Work instructions ->
For the listing below, output exactly the lines from the line with "filename src/error.rs" up to and including the line with "Optional additional details.", and no other lines.

--- Data supplied ---

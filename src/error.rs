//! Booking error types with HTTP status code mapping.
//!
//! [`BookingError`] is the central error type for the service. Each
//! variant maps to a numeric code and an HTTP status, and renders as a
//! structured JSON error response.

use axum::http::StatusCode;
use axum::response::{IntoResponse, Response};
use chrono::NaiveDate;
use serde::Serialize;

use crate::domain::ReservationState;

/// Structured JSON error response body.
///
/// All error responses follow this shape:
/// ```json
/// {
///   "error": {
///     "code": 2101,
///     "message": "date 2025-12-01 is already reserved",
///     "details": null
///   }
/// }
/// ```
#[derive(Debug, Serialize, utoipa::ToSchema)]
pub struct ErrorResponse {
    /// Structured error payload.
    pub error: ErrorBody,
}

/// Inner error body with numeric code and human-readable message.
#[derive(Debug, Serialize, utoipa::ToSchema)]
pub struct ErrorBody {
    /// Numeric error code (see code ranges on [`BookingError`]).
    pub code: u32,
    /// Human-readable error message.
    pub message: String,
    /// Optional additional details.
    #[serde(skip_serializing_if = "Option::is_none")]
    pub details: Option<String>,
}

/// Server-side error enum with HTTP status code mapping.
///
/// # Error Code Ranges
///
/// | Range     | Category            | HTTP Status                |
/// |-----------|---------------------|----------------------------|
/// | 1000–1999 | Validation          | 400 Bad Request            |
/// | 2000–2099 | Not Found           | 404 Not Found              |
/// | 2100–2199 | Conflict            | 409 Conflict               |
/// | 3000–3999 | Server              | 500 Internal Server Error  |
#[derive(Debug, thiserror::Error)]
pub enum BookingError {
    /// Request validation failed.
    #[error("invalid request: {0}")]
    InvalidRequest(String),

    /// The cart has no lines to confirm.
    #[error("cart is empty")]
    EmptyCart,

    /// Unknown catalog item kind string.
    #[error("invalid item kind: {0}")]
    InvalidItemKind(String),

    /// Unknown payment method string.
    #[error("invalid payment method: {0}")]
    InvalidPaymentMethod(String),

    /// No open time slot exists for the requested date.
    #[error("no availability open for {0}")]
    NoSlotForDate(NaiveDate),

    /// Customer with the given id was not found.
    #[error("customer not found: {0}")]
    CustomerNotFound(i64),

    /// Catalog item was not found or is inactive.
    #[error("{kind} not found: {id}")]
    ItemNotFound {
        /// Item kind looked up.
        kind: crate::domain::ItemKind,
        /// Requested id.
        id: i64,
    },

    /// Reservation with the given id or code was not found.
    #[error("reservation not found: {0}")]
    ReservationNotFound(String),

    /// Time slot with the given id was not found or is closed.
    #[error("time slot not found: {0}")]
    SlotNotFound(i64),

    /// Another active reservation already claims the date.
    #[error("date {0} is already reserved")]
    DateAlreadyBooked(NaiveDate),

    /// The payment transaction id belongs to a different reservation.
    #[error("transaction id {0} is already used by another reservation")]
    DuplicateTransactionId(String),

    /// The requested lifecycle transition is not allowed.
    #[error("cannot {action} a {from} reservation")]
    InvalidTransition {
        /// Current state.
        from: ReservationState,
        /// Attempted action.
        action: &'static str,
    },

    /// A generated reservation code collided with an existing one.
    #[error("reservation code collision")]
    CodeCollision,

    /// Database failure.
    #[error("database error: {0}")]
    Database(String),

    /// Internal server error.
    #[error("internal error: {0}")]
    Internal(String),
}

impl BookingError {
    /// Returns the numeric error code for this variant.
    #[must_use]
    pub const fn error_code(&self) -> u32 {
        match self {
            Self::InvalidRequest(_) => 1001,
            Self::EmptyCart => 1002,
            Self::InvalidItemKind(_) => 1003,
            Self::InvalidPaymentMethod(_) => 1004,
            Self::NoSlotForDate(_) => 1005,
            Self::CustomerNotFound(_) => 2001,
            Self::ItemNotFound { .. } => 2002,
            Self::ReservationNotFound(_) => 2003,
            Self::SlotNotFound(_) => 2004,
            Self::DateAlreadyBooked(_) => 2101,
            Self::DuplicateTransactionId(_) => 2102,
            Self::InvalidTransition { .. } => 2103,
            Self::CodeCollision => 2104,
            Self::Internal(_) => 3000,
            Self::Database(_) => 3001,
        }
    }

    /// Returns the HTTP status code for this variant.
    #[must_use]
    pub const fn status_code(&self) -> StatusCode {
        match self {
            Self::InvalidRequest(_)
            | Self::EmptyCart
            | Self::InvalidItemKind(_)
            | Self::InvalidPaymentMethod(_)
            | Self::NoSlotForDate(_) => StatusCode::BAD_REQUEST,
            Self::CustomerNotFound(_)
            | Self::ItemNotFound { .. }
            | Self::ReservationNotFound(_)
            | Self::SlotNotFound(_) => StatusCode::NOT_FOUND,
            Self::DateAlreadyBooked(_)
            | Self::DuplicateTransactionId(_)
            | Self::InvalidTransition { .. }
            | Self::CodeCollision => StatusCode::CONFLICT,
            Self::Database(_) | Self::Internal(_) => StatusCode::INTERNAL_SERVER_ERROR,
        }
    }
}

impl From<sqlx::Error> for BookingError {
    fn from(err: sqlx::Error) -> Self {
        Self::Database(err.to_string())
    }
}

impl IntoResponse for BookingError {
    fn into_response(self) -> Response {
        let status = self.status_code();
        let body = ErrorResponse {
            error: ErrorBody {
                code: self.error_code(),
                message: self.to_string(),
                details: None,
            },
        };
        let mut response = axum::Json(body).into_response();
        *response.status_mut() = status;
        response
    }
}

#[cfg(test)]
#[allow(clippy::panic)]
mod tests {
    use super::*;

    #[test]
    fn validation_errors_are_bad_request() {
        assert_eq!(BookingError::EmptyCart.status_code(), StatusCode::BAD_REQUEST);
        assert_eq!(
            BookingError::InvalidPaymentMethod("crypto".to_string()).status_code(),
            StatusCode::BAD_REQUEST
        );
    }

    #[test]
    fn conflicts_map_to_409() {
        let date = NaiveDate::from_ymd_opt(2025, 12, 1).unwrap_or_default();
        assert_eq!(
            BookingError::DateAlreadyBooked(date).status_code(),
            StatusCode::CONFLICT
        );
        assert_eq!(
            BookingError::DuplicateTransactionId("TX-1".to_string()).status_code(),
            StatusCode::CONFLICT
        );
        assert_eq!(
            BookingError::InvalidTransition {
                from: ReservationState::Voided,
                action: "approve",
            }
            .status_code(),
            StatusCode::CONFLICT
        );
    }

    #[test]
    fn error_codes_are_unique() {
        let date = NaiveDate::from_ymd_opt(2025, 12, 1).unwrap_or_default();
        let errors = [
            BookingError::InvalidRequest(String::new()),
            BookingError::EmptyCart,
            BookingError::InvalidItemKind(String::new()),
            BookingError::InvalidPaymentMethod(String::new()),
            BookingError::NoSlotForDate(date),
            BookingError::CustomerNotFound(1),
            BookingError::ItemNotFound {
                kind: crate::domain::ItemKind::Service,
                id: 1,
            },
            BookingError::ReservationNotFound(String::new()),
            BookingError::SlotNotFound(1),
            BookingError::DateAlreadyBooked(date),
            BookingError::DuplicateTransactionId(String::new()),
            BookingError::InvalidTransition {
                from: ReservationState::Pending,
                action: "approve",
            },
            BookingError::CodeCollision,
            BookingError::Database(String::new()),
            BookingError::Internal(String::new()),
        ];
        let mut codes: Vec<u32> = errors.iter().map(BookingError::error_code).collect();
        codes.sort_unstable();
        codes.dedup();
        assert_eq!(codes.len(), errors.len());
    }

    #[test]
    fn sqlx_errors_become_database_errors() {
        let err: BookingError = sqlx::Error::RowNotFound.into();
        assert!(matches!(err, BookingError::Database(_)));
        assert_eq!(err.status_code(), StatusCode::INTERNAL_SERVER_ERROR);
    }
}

---
--- Data supplied ---

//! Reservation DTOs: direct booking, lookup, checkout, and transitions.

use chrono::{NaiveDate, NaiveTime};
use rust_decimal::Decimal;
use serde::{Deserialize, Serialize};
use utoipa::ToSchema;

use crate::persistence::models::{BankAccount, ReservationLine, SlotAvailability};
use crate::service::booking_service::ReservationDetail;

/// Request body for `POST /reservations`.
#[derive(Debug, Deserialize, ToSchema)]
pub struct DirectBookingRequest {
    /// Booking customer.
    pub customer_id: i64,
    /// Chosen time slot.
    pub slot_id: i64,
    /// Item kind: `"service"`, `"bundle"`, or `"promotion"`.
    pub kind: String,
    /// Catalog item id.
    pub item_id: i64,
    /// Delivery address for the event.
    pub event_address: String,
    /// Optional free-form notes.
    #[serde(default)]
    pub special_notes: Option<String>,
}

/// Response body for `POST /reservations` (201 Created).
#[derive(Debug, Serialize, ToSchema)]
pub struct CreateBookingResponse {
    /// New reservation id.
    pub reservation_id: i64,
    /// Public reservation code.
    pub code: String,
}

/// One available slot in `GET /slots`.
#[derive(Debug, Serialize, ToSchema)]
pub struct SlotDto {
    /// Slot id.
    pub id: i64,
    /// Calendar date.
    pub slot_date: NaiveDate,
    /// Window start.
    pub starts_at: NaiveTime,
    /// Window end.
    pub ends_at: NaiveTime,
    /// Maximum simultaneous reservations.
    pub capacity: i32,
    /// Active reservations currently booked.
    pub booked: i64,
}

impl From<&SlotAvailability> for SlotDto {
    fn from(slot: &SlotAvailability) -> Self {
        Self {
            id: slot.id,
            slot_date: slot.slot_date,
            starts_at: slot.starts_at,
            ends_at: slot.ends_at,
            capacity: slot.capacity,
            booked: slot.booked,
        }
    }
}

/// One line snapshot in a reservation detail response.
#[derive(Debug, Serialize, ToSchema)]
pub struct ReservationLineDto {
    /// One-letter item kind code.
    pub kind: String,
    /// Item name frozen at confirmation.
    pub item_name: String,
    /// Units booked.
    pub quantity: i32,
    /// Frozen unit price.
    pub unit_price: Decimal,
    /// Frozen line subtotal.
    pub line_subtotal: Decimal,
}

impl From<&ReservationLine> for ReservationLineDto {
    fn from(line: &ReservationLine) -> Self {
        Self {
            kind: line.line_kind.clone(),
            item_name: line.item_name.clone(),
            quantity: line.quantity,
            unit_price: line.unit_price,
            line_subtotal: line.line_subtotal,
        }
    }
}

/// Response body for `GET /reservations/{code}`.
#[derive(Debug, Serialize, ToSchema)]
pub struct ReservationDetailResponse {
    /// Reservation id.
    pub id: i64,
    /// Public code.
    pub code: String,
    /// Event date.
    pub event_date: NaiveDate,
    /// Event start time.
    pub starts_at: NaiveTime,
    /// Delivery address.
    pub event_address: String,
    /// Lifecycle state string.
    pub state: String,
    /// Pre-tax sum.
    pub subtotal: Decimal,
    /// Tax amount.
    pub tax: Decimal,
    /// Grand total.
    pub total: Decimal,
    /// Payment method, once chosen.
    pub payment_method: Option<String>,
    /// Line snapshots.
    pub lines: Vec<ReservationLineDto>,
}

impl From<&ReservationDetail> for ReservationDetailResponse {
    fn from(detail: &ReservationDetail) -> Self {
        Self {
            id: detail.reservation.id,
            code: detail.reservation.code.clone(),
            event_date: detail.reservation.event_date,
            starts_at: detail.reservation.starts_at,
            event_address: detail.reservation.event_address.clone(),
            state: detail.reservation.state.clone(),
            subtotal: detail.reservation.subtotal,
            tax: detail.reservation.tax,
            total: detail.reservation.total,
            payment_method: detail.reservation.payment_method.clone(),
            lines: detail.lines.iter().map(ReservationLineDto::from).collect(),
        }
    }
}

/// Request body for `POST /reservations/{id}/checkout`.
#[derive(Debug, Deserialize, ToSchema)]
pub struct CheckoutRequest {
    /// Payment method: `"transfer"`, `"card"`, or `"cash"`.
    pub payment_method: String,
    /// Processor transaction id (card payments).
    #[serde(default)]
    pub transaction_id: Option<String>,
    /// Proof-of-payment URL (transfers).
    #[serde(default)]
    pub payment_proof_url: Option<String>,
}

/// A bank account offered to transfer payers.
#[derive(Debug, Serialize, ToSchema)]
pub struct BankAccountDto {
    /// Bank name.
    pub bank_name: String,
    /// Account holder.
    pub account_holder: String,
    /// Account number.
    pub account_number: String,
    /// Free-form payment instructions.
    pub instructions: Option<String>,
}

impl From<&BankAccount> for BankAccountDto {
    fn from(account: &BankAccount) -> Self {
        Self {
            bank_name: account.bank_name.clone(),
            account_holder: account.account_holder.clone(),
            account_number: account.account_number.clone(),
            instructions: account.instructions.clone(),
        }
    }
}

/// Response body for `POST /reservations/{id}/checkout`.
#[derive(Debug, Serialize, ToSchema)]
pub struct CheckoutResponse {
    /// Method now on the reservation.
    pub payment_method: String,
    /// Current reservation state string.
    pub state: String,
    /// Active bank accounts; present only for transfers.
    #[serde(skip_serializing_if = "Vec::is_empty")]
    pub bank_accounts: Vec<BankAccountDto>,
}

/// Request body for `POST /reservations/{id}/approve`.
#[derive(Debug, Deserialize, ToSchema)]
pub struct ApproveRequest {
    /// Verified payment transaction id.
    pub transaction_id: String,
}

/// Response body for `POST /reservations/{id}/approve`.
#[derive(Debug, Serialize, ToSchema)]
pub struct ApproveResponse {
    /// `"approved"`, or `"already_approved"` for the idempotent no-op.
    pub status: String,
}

---

Finished task ->
filename src/error.rs
//! Booking error types with HTTP status code mapping.
//!
//! [`BookingError`] is the central error type for the service. Each
//! variant maps to a numeric code and an HTTP status, and renders as a
//! structured JSON error response.

use axum::http::StatusCode;
use axum::response::{IntoResponse, Response};
use chrono::NaiveDate;
use serde::Serialize;

use crate::domain::ReservationState;

/// Structured JSON error response body.
///
/// All error responses follow this shape:
/// ```json
/// {
///   "error": {
///     "code": 2101,
///     "message": "date 2025-12-01 is already reserved",
///     "details": null
///   }
/// }
/// ```
#[derive(Debug, Serialize, utoipa::ToSchema)]
pub struct ErrorResponse {
    /// Structured error payload.
    pub error: ErrorBody,
}

/// Inner error body with numeric code and human-readable message.
#[derive(Debug, Serialize, utoipa::ToSchema)]
pub struct ErrorBody {
    /// Numeric error code (see code ranges on [`BookingError`]).
    pub code: u32,
    /// Human-readable error message.
    pub message: String,
    /// Optional additional details.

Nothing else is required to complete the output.